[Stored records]

##############################

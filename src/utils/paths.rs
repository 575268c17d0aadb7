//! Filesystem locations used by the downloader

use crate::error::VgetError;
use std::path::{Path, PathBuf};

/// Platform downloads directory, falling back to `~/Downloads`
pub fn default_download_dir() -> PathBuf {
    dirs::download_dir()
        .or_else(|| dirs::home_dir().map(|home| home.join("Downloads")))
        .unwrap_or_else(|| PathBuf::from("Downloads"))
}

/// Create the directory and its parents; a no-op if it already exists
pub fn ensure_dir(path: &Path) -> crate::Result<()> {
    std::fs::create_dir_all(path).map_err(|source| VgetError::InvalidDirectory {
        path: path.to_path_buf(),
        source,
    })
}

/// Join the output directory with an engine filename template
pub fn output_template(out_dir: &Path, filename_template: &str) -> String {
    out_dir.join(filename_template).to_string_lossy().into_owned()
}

##############################

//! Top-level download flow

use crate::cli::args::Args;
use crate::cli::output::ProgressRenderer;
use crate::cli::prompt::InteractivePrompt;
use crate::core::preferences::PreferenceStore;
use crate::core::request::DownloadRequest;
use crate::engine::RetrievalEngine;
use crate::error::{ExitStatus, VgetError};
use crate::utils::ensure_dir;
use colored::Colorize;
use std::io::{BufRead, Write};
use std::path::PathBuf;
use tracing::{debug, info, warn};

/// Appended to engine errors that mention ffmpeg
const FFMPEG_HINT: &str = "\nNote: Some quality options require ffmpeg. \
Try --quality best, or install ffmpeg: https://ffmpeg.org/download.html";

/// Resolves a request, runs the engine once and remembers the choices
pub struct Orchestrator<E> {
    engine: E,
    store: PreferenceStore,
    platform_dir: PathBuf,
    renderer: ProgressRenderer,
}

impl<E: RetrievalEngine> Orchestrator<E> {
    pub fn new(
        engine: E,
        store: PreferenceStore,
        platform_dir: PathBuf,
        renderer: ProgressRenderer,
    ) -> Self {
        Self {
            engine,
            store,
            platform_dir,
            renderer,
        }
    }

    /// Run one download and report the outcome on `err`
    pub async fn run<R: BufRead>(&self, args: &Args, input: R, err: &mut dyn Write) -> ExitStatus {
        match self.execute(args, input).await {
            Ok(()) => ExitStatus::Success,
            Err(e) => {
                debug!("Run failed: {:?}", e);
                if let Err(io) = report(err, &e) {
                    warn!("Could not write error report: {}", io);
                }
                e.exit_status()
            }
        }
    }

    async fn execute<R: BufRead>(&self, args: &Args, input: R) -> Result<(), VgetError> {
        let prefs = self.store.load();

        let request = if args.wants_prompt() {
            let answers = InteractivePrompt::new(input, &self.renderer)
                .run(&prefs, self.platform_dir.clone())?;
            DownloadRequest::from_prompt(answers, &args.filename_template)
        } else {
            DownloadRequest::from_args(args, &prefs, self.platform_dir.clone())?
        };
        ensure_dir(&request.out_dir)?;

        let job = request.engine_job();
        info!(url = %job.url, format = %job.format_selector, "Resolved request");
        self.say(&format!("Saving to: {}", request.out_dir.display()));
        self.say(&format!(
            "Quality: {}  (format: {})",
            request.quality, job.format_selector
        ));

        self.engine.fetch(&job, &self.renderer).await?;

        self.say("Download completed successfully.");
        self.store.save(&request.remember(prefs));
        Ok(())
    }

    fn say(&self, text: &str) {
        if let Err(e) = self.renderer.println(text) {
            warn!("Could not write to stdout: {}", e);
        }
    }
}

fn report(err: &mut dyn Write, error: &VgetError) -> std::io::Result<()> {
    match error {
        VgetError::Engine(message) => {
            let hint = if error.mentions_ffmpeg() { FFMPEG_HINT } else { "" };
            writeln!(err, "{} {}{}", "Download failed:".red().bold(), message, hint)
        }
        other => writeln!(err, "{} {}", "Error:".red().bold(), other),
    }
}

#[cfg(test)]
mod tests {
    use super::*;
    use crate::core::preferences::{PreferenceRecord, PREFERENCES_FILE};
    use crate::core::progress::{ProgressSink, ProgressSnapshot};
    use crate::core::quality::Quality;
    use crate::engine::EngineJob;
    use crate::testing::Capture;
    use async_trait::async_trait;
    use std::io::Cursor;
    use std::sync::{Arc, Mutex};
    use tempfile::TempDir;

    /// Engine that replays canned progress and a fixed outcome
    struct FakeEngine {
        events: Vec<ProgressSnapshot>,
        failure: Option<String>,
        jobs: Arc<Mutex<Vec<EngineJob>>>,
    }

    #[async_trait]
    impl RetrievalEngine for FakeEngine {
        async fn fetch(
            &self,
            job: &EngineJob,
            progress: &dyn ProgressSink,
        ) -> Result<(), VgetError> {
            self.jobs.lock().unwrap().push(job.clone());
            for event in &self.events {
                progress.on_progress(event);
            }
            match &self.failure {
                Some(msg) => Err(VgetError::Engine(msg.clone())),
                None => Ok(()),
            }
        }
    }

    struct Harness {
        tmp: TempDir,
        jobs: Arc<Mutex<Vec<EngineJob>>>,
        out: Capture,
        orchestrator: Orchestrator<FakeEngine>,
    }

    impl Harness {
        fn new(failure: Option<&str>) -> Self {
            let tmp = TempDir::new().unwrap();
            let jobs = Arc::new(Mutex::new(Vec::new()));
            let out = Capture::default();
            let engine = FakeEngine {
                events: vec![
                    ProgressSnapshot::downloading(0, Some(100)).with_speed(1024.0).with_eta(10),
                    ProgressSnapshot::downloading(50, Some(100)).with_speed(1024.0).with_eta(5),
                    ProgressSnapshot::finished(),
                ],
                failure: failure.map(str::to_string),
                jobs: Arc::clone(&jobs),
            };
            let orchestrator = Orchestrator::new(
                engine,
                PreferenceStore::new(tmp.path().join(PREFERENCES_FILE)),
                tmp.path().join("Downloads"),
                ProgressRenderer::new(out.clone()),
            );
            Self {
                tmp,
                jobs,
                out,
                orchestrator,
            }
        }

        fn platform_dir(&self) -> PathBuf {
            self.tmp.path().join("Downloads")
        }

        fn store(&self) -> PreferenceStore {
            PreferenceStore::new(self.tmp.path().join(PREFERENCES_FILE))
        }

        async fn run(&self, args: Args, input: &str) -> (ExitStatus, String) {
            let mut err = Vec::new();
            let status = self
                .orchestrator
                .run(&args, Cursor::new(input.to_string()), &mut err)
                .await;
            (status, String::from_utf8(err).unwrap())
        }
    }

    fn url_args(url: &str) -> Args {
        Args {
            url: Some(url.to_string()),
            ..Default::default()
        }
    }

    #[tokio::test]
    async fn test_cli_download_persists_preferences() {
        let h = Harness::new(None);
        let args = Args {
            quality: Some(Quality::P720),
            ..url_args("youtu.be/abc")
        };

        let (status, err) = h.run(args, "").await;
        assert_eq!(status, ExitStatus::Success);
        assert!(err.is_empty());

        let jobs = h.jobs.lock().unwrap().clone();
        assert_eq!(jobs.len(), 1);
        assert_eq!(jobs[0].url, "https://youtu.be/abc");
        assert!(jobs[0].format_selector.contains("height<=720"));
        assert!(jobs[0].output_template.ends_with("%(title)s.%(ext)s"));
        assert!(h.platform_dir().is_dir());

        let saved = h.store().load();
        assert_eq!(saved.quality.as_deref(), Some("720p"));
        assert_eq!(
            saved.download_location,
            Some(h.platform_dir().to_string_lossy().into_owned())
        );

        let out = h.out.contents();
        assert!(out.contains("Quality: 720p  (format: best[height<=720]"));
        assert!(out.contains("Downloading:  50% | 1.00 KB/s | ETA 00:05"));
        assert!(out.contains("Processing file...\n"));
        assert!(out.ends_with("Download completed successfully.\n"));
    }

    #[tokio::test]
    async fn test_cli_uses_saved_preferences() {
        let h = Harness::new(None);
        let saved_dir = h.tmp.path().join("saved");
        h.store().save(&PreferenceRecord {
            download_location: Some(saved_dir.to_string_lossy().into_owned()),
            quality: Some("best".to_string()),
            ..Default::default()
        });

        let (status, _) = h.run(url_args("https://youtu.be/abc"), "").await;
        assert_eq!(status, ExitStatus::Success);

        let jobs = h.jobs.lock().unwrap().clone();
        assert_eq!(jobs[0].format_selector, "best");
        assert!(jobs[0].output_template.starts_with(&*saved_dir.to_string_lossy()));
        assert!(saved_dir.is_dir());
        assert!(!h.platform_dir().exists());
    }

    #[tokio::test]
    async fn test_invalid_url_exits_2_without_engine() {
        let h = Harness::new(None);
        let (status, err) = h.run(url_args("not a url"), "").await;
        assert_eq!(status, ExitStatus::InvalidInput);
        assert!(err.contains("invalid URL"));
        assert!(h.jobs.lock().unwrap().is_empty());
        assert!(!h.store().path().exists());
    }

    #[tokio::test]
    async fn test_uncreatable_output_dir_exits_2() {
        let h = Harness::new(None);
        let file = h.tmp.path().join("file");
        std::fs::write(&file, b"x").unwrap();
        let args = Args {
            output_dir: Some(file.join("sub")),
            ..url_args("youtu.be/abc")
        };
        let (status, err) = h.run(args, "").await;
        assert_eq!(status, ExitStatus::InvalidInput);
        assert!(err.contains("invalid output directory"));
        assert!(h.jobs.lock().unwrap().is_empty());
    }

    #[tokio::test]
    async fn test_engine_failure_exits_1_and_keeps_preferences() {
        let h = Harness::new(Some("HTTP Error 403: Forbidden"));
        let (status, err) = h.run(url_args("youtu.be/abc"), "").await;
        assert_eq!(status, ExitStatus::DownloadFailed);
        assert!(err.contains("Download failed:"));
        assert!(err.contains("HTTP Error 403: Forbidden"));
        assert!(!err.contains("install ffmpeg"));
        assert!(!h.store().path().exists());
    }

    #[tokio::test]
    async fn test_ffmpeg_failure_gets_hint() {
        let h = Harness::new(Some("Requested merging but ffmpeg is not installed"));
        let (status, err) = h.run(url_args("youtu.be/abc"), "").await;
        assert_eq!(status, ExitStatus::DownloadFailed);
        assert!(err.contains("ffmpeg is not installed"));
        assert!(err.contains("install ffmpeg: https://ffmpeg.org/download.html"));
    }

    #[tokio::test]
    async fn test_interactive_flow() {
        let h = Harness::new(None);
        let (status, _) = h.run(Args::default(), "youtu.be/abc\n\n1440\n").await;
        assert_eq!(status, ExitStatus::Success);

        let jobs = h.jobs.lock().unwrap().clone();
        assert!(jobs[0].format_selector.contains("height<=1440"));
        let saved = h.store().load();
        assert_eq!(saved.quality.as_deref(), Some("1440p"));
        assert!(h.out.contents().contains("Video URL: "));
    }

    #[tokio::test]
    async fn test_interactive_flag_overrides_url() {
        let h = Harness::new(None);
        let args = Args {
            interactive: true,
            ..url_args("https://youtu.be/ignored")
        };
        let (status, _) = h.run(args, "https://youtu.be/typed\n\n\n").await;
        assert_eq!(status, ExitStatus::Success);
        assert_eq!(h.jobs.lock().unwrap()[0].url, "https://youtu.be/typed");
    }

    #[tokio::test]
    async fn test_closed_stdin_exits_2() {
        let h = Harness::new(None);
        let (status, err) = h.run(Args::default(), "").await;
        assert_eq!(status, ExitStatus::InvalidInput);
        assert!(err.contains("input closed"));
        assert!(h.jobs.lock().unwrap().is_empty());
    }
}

##############################

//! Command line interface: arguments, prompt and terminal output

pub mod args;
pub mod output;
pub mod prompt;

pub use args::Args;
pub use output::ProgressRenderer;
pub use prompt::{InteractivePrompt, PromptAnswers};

##############################

Look above for the line with "let request = if"; retype exactly that line, every line after it up to the line with "self.engine.fetch(&job, &self.renderer).await?;", and that line too, nothing else.

        let request = if args.wants_prompt() {
            let answers = InteractivePrompt::new(input, &self.renderer)
                .run(&prefs, self.platform_dir.clone())?;
            DownloadRequest::from_prompt(answers, &args.filename_template)
        } else {
            DownloadRequest::from_args(args, &prefs, self.platform_dir.clone())?
        };
        ensure_dir(&request.out_dir)?;

        let job = request.engine_job();
        info!(url = %job.url, format = %job.format_selector, "Resolved request");
        self.say(&format!("Saving to: {}", request.out_dir.display()));
        self.say(&format!(
            "Quality: {}  (format: {})",
            request.quality, job.format_selector
        ));

        self.engine.fetch(&job, &self.renderer).await?;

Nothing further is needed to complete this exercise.